> [Information supplied]
__________________________________________________

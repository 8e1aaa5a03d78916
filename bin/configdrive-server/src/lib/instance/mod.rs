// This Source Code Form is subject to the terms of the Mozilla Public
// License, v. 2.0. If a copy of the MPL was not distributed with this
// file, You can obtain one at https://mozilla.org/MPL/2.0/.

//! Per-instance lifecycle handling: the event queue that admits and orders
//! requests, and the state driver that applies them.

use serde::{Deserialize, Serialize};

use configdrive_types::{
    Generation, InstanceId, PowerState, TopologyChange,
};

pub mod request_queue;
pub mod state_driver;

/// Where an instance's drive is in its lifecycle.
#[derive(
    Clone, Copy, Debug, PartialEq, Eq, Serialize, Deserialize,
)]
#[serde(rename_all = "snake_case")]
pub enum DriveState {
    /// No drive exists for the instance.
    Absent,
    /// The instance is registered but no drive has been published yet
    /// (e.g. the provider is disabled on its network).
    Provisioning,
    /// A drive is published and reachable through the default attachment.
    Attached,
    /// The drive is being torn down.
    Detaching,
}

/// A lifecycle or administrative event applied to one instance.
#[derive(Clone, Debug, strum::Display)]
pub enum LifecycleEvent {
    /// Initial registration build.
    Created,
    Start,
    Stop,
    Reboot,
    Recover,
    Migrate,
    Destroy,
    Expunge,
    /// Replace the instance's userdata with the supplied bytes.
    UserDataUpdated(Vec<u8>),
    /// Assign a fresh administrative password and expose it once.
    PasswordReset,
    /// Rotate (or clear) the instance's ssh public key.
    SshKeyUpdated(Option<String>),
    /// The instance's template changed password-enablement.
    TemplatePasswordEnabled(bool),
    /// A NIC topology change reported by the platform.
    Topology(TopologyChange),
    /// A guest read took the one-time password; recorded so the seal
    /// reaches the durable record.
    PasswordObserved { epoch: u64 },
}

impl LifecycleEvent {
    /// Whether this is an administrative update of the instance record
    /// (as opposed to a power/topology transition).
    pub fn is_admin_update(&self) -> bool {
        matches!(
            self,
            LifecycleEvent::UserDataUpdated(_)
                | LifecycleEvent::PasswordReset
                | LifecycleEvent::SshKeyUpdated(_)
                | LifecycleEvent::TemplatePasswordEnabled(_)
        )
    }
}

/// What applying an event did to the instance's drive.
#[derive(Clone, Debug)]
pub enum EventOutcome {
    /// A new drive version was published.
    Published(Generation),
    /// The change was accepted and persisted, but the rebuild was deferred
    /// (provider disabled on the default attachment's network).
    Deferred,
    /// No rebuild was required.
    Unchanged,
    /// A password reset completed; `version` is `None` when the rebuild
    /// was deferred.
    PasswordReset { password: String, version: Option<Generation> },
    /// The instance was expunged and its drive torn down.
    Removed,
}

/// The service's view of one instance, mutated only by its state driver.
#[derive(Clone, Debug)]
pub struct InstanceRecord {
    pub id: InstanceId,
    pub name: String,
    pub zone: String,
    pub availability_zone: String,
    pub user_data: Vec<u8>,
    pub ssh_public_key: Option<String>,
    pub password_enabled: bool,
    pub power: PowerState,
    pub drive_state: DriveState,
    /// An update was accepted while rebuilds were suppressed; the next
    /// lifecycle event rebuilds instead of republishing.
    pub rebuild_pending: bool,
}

__________________________________________________

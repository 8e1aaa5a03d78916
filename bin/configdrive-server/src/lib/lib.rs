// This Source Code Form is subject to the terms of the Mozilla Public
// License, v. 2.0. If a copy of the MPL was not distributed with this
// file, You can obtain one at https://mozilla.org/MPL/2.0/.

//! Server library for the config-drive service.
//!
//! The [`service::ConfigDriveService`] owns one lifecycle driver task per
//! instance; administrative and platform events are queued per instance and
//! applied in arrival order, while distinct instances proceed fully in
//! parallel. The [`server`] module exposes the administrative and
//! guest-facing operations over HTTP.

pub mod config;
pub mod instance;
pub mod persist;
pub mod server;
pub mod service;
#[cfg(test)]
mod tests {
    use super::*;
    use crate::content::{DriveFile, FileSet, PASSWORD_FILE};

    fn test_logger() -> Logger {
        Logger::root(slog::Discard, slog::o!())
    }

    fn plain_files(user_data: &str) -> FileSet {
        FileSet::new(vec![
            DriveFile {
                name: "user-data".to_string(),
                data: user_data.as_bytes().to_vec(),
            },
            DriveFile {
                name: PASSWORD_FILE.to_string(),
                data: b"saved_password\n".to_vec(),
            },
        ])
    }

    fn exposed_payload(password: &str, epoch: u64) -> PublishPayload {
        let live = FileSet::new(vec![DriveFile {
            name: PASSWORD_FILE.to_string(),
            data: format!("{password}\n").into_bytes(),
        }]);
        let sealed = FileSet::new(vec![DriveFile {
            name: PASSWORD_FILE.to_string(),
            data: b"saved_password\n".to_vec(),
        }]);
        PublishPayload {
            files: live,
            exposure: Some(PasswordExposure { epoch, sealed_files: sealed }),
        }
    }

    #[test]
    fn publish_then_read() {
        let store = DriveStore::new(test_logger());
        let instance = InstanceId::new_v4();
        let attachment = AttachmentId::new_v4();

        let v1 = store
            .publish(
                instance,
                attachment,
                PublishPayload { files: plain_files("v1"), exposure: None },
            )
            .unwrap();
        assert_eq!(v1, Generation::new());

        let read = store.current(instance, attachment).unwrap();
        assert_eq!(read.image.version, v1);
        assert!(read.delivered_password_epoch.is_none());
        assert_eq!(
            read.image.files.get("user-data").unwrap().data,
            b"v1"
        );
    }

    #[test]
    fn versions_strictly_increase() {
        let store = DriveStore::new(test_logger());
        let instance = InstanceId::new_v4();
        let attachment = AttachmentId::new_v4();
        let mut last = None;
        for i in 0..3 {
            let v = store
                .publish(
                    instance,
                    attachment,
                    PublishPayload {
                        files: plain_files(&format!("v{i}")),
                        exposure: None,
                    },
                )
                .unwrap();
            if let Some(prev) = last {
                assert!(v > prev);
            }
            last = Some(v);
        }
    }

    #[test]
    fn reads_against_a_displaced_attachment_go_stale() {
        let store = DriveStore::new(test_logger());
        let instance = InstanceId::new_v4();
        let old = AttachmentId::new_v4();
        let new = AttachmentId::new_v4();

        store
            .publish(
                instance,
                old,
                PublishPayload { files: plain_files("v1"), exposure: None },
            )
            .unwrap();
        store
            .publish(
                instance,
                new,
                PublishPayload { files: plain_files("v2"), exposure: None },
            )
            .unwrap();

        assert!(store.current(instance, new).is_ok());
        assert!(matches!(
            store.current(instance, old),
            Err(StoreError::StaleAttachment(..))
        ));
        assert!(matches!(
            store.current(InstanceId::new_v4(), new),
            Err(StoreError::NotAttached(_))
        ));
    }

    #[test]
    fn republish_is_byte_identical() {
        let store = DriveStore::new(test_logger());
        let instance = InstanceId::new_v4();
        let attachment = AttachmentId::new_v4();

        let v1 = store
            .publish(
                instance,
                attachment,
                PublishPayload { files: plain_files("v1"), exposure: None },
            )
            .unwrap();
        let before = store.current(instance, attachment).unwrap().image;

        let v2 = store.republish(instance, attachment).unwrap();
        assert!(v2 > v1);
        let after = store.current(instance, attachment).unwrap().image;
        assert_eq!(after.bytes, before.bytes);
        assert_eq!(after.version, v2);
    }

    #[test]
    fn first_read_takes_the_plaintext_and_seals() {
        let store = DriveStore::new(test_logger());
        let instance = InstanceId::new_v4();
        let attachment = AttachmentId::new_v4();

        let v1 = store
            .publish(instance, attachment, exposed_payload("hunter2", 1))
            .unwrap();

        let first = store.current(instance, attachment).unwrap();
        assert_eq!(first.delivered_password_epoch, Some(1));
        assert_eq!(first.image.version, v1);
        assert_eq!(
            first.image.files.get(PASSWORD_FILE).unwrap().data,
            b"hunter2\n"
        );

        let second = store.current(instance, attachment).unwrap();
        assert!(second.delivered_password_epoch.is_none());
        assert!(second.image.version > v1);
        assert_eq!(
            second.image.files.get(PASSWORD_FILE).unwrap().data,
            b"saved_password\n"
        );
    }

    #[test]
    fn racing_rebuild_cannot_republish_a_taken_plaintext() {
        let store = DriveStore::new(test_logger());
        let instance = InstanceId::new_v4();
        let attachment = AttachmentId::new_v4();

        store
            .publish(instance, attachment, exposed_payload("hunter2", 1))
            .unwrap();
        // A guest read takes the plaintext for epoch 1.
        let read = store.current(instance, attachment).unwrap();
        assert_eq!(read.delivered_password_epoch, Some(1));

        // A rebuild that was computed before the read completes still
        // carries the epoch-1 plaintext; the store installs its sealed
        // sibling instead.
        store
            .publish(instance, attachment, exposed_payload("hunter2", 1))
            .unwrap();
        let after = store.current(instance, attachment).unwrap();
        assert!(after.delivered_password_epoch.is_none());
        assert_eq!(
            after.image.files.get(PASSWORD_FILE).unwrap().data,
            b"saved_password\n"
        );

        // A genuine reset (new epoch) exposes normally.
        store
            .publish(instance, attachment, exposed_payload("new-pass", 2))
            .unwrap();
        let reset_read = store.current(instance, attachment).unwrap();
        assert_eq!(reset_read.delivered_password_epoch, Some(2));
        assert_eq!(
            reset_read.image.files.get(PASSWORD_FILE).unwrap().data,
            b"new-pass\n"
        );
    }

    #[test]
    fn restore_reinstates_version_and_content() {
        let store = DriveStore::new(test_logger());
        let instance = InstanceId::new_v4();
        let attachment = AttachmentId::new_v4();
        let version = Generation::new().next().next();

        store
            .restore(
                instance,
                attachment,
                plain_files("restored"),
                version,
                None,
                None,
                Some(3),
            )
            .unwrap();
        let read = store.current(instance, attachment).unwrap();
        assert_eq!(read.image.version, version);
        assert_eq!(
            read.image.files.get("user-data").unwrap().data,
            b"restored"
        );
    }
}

__________________________________________________

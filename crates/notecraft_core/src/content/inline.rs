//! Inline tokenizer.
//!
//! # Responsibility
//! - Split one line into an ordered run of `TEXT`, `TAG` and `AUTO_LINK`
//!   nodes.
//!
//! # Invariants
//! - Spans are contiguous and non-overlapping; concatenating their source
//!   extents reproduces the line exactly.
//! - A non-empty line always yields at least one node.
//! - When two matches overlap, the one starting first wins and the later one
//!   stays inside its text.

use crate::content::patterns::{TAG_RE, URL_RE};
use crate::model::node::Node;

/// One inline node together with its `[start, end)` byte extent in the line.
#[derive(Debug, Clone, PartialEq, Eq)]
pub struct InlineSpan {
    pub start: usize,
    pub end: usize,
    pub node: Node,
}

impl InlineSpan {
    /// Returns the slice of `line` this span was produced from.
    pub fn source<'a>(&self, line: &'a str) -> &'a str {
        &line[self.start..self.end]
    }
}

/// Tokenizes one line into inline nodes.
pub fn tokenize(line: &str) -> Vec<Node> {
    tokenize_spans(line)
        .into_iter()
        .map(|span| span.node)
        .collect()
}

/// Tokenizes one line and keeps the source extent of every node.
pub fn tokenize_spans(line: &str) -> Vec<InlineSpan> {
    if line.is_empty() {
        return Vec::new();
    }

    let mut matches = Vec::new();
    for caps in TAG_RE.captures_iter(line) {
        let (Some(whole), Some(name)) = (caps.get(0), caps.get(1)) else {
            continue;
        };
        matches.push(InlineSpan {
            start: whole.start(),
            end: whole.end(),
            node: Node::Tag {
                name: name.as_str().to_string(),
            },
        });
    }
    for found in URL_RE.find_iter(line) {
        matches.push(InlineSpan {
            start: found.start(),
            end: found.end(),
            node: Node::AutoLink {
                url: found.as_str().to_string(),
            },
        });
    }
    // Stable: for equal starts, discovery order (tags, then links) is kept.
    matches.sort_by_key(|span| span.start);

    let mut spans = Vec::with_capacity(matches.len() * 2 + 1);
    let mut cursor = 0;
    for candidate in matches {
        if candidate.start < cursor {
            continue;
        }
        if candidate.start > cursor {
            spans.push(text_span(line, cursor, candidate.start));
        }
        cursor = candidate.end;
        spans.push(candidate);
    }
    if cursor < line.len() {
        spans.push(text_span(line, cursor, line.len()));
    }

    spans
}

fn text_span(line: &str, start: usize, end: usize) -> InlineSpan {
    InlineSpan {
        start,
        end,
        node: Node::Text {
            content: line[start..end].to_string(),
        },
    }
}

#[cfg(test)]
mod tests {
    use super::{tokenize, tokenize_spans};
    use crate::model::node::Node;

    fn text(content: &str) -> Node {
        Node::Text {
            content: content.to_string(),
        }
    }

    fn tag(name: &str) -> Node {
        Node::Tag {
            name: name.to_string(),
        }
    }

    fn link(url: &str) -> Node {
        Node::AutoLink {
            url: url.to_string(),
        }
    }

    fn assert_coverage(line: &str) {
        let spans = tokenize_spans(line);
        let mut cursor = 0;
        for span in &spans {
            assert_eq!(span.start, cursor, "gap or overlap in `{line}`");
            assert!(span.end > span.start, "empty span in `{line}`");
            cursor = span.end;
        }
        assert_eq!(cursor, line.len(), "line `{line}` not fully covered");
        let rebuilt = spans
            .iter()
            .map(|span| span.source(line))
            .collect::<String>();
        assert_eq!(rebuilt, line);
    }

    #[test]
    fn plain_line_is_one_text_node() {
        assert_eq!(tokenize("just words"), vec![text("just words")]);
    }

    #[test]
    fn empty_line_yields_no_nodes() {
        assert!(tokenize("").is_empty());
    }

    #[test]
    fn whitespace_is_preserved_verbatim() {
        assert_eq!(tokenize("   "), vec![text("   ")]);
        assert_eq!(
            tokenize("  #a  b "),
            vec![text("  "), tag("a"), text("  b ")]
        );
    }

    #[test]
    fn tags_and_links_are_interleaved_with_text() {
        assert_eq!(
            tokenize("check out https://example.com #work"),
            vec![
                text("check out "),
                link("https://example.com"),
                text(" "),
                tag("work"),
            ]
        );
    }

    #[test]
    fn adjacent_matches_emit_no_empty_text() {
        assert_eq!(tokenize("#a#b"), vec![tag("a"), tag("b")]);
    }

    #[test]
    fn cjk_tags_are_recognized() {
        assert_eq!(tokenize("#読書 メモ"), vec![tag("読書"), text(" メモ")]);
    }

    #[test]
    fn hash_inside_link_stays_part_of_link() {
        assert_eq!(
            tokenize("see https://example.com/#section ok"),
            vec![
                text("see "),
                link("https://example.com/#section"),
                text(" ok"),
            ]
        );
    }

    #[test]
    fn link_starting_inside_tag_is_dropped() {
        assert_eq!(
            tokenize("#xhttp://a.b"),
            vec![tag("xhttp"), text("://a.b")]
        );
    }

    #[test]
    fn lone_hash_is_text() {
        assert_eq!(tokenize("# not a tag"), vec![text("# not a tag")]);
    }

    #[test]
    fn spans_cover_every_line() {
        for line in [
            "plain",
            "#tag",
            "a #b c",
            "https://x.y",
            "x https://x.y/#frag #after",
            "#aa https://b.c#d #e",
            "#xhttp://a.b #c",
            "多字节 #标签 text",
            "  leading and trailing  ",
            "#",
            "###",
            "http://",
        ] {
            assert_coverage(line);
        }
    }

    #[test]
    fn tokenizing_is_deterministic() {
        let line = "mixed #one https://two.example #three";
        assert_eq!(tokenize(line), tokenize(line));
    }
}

__________________________________________________

For the word "fully", tally the lines of the entries in which it appears and give the total alone.

2